── MATERIAL TO PROCESS ──

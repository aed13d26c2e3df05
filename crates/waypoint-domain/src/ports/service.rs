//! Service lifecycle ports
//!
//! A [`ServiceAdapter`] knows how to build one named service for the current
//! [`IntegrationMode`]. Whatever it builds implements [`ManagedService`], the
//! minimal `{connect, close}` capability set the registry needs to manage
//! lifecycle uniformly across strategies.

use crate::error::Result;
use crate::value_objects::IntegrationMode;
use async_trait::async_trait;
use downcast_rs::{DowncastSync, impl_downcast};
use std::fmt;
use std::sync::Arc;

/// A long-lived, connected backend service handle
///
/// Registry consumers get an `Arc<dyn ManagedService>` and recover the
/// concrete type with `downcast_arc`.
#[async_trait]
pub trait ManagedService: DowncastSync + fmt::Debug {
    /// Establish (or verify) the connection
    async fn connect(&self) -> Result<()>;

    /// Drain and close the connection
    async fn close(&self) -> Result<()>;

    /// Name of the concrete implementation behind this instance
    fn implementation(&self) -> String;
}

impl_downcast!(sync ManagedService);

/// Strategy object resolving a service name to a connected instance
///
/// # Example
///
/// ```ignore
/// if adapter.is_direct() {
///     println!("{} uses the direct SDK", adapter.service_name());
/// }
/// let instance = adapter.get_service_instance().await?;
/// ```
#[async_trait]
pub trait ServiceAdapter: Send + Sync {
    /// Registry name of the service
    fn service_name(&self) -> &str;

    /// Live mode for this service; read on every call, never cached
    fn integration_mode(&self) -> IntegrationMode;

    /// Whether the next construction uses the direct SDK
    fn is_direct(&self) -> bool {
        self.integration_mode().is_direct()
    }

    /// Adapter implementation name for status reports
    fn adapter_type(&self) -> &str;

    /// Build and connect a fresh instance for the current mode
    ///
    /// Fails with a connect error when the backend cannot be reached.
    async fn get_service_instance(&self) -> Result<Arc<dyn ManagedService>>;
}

───
── MATERIAL TO PROCESS ──

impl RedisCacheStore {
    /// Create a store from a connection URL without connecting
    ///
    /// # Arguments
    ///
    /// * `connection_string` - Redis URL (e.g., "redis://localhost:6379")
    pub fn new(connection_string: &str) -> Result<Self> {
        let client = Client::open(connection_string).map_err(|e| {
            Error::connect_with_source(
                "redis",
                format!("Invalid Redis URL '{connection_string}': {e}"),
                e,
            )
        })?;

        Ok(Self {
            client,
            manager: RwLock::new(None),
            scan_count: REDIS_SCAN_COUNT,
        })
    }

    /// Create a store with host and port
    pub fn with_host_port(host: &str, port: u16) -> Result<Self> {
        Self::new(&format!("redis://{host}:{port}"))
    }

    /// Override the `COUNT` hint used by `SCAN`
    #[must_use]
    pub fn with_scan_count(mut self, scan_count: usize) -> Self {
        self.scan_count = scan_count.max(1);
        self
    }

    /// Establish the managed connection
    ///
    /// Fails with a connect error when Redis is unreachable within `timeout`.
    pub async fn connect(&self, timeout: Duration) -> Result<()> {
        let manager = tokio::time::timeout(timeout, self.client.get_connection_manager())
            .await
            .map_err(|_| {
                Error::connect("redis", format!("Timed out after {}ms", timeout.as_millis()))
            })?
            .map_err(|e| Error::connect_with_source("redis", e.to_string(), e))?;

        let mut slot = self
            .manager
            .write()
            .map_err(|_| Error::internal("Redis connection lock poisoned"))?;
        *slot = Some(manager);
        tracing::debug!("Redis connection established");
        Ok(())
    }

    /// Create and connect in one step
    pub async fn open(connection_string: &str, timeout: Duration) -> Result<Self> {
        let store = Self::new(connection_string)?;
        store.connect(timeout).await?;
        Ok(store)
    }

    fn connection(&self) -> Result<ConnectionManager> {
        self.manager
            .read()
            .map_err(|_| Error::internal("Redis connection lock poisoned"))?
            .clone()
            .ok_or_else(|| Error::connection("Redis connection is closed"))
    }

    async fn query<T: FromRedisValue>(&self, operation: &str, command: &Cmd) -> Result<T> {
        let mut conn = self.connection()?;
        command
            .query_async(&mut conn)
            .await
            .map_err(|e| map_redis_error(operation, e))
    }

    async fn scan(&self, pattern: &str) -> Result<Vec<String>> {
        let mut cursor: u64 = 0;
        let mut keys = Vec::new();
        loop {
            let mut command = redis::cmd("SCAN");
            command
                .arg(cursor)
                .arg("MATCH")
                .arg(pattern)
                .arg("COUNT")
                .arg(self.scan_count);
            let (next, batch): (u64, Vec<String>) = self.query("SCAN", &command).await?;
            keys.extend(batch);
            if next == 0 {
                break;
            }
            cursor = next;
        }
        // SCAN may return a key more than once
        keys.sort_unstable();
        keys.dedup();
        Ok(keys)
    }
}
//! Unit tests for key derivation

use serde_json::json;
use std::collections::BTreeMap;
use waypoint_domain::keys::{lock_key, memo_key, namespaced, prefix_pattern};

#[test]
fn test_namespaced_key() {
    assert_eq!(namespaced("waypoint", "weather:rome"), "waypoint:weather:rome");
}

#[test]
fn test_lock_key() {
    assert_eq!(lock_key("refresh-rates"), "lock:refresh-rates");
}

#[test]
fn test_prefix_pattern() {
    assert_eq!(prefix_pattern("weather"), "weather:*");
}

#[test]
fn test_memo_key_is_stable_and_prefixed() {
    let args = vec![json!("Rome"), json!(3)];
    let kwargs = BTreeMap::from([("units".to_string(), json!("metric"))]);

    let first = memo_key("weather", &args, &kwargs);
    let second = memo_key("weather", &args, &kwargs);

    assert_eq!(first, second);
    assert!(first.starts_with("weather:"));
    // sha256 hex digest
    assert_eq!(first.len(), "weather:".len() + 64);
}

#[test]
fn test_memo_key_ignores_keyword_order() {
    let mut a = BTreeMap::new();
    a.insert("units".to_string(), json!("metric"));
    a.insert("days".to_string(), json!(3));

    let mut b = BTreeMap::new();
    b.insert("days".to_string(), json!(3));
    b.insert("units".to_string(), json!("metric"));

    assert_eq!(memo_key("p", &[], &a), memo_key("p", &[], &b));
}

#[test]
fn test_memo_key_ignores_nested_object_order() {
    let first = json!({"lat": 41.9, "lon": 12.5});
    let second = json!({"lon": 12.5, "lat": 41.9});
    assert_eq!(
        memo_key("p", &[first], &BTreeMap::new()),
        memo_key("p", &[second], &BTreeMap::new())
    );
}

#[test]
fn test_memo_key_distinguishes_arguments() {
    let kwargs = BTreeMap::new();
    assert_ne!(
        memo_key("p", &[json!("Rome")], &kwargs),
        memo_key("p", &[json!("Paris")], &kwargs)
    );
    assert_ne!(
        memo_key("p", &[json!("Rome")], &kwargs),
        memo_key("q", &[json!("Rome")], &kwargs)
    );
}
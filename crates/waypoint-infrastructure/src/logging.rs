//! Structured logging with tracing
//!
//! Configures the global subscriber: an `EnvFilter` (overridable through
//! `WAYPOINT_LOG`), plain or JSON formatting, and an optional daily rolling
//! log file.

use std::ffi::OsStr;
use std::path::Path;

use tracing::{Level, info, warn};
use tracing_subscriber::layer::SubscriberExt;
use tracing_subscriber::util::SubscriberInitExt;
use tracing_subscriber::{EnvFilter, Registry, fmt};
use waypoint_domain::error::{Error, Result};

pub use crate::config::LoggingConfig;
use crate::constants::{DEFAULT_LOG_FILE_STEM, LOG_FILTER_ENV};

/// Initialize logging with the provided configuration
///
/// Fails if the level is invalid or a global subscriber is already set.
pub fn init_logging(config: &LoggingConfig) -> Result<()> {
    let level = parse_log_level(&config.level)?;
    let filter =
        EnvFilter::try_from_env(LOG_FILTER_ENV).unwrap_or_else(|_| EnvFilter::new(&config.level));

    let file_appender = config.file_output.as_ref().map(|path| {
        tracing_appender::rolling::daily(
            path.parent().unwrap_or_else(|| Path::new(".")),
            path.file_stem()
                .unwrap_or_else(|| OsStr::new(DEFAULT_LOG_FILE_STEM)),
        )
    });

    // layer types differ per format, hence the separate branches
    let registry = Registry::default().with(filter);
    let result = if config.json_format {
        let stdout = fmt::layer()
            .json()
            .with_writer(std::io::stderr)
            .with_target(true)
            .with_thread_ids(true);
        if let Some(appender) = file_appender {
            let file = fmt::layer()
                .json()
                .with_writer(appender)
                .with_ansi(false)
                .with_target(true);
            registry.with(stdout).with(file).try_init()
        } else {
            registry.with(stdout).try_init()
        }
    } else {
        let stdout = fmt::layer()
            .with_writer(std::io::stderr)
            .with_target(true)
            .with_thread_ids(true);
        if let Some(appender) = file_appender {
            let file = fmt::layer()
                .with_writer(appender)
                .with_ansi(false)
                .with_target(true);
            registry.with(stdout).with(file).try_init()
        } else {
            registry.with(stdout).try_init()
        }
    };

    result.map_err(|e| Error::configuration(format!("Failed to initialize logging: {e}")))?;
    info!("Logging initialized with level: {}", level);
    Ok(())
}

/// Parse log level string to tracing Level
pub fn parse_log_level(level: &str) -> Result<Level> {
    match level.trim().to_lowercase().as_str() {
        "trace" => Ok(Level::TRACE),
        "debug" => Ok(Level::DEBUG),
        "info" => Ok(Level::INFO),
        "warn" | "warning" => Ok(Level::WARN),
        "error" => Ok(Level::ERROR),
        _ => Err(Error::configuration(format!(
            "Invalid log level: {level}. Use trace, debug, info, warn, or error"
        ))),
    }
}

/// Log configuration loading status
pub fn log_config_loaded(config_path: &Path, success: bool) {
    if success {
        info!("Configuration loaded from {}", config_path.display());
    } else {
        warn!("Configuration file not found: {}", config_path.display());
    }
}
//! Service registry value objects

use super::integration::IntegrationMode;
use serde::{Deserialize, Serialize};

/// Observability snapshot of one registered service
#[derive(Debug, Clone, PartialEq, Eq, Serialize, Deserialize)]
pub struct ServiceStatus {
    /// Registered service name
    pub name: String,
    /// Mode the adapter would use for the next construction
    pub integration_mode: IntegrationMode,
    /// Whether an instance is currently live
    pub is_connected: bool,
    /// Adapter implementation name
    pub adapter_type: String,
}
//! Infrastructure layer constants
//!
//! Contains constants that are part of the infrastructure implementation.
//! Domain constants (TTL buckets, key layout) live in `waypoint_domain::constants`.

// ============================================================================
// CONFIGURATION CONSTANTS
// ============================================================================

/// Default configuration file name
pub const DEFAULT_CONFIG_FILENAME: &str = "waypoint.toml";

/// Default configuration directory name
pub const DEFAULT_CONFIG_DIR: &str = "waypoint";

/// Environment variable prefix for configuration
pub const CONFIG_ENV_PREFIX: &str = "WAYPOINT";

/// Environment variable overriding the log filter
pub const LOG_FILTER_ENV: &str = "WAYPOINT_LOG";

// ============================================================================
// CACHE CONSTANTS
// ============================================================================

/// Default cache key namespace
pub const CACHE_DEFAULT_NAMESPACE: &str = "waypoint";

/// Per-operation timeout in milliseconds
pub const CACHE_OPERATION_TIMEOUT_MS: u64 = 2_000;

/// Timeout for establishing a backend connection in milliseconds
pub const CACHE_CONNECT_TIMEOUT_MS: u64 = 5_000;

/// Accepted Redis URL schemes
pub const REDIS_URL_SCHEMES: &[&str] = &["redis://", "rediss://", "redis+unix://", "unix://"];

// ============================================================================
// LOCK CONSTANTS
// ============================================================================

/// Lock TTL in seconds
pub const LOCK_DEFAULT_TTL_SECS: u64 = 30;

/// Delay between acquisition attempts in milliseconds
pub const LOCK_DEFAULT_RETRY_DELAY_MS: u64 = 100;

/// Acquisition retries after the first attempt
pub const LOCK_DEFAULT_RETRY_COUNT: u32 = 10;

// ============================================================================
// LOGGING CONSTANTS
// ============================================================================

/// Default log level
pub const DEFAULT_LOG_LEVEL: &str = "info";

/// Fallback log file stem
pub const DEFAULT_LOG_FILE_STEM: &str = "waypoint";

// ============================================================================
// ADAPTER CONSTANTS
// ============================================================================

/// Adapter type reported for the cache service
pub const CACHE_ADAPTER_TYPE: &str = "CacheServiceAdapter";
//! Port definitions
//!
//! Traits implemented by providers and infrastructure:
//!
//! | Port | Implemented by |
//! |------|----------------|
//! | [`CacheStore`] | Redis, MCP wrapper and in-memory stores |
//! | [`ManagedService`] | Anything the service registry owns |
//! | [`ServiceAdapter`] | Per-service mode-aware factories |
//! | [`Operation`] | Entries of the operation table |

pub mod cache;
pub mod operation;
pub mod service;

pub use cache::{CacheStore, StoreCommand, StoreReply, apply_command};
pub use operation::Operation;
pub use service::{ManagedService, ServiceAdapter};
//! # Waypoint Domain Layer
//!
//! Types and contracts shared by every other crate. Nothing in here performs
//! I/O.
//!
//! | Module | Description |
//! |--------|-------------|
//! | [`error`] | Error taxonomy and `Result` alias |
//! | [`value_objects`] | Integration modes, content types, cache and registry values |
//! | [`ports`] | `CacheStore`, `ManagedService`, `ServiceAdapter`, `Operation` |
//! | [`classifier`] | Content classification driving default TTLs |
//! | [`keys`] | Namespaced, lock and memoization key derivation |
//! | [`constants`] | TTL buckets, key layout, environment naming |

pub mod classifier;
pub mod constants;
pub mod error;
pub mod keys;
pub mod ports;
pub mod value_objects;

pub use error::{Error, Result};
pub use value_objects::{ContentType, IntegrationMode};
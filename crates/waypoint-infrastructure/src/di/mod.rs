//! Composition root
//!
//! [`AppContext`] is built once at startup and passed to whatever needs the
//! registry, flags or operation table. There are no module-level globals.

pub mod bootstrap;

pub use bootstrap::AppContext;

───

» **WHAT NEEDS TO BE DONE**
Retype only the stretch of lines above starting at the one with "registry value objects" and stopping at the one with "Registered service name", exactly as written, with both kept.

» **ANSWER TO THE EXERCISE**
//! Service registry value objects

use super::integration::IntegrationMode;
use serde::{Deserialize, Serialize};

/// Observability snapshot of one registered service
#[derive(Debug, Clone, PartialEq, Eq, Serialize, Deserialize)]
pub struct ServiceStatus {
    /// Registered service name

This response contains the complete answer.